What needs to be done:
The line with "planner depends on.", the line with "use crate::places::RawPlace;", and all lines between them in the material below: return these exactly, and no others.

** Opening Material supplied block **

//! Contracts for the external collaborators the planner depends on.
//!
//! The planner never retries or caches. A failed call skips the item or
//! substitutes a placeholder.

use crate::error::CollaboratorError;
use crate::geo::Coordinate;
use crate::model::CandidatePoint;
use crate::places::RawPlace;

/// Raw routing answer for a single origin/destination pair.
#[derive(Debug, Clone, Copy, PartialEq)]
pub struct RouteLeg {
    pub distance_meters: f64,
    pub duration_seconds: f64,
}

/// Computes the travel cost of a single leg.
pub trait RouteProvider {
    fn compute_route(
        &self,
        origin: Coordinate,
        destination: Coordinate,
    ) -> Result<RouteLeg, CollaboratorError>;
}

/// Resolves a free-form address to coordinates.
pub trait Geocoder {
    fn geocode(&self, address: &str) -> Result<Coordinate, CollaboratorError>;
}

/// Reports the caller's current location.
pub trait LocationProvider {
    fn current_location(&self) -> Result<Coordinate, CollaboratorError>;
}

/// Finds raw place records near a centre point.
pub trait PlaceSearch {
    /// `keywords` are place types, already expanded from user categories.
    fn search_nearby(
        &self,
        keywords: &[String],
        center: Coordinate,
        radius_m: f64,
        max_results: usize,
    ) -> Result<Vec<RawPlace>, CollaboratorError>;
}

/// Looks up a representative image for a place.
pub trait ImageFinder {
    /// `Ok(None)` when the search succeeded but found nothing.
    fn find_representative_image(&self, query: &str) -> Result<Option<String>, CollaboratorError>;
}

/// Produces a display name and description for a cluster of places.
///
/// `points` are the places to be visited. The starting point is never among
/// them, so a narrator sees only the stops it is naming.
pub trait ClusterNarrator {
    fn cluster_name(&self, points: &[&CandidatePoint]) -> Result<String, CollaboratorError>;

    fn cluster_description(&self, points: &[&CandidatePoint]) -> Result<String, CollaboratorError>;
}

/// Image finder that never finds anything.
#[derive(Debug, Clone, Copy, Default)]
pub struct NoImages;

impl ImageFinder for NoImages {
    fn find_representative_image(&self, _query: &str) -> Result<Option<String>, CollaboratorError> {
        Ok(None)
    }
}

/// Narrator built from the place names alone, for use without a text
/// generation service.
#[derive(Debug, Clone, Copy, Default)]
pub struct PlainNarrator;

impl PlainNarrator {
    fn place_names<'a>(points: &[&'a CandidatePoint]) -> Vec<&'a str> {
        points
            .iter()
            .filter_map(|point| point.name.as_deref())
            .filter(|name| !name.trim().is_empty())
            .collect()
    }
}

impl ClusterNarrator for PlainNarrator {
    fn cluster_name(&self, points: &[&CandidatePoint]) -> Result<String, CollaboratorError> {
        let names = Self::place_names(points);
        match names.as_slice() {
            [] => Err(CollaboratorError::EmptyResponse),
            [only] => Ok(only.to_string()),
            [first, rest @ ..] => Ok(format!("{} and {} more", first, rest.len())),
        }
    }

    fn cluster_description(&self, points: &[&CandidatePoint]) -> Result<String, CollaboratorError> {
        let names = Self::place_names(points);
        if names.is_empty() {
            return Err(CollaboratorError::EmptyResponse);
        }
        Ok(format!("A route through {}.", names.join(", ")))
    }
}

** Closing Material supplied block **
** Opening Material supplied block **

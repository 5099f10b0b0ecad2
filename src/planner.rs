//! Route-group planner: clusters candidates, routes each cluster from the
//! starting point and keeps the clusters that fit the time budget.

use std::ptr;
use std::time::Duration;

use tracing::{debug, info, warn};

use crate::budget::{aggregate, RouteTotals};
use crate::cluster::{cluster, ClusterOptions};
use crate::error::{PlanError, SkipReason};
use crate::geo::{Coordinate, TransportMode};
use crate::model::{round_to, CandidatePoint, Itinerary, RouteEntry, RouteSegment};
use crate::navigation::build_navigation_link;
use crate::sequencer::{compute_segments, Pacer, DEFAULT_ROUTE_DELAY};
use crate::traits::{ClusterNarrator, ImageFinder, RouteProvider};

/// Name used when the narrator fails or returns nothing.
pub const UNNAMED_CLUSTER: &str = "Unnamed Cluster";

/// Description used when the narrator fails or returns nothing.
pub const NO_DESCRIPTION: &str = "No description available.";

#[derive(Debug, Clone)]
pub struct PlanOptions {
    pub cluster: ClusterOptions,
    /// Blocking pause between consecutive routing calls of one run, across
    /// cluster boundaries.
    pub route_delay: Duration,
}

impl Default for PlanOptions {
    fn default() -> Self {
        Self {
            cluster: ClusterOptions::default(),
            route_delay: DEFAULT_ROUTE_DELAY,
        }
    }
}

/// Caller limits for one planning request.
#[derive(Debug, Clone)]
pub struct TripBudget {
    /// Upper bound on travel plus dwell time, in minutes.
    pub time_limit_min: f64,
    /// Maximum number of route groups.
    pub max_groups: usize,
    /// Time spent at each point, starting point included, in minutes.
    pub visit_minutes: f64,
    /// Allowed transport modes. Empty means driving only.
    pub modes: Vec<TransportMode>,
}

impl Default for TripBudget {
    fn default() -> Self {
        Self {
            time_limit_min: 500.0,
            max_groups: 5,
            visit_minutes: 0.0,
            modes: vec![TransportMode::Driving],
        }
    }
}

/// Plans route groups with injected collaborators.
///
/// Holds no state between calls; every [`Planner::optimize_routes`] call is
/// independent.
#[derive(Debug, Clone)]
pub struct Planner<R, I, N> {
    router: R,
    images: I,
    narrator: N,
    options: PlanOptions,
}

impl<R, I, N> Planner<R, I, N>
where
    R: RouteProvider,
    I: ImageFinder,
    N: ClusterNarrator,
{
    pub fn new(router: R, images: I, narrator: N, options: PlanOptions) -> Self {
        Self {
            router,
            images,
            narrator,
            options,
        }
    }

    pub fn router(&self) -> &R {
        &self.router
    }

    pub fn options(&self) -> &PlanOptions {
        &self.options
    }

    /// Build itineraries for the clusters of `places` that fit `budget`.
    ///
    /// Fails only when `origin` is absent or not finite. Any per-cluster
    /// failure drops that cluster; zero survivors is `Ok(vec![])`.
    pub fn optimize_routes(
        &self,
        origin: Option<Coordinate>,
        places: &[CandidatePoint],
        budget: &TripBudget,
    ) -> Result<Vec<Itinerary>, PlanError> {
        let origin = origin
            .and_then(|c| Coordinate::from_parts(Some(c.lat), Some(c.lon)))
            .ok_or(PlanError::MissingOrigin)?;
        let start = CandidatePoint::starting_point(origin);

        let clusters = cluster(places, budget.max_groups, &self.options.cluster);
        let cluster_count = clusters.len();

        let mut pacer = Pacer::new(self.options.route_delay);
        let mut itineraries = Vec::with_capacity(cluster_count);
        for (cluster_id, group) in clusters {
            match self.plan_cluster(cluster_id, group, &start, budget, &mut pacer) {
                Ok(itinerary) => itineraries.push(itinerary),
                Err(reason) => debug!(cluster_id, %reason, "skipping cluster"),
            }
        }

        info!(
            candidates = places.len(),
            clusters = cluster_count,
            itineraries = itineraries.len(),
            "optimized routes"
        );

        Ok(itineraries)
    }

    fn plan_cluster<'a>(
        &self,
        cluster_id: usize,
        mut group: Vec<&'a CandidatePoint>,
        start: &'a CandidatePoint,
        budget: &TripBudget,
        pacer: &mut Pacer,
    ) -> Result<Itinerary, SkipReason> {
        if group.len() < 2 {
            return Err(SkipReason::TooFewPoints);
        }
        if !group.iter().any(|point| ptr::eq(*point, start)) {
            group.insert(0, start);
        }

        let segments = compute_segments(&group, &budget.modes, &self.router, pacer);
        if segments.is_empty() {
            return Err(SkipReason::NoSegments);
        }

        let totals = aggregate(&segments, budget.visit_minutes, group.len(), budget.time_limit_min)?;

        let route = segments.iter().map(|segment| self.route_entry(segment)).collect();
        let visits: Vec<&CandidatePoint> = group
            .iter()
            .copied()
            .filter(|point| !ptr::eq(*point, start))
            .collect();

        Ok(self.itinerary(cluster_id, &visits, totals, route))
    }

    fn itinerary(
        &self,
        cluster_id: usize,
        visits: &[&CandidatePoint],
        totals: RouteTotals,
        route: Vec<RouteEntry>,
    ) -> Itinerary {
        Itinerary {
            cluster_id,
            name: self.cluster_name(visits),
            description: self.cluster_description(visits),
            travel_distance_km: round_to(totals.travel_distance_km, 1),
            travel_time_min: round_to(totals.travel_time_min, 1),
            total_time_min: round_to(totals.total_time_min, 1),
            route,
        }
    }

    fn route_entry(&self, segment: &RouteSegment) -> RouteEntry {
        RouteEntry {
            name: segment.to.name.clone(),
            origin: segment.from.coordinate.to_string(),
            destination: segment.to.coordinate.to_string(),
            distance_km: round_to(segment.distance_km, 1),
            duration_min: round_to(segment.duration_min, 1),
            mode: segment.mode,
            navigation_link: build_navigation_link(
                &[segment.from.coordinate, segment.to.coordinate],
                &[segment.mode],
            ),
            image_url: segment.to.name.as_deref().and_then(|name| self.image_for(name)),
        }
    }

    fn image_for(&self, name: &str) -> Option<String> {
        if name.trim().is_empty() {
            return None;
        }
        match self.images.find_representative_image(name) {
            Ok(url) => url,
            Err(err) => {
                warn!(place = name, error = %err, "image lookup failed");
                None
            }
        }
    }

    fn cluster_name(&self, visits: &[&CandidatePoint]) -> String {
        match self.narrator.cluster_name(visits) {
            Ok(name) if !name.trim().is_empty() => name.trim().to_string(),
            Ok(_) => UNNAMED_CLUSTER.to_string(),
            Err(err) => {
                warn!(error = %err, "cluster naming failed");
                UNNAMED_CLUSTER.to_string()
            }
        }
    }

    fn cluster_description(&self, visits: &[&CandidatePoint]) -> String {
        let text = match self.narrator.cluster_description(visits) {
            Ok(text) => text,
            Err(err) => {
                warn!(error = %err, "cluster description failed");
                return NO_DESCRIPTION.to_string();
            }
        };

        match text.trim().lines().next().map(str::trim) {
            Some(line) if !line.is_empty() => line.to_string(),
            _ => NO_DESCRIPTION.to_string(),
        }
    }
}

** Closing Material supplied block **

Solution to this task:
//! Contracts for the external collaborators the planner depends on.
//!
//! The planner never retries or caches. A failed call skips the item or
//! substitutes a placeholder.

use crate::error::CollaboratorError;
use crate::geo::Coordinate;
use crate::model::CandidatePoint;
use crate::places::RawPlace;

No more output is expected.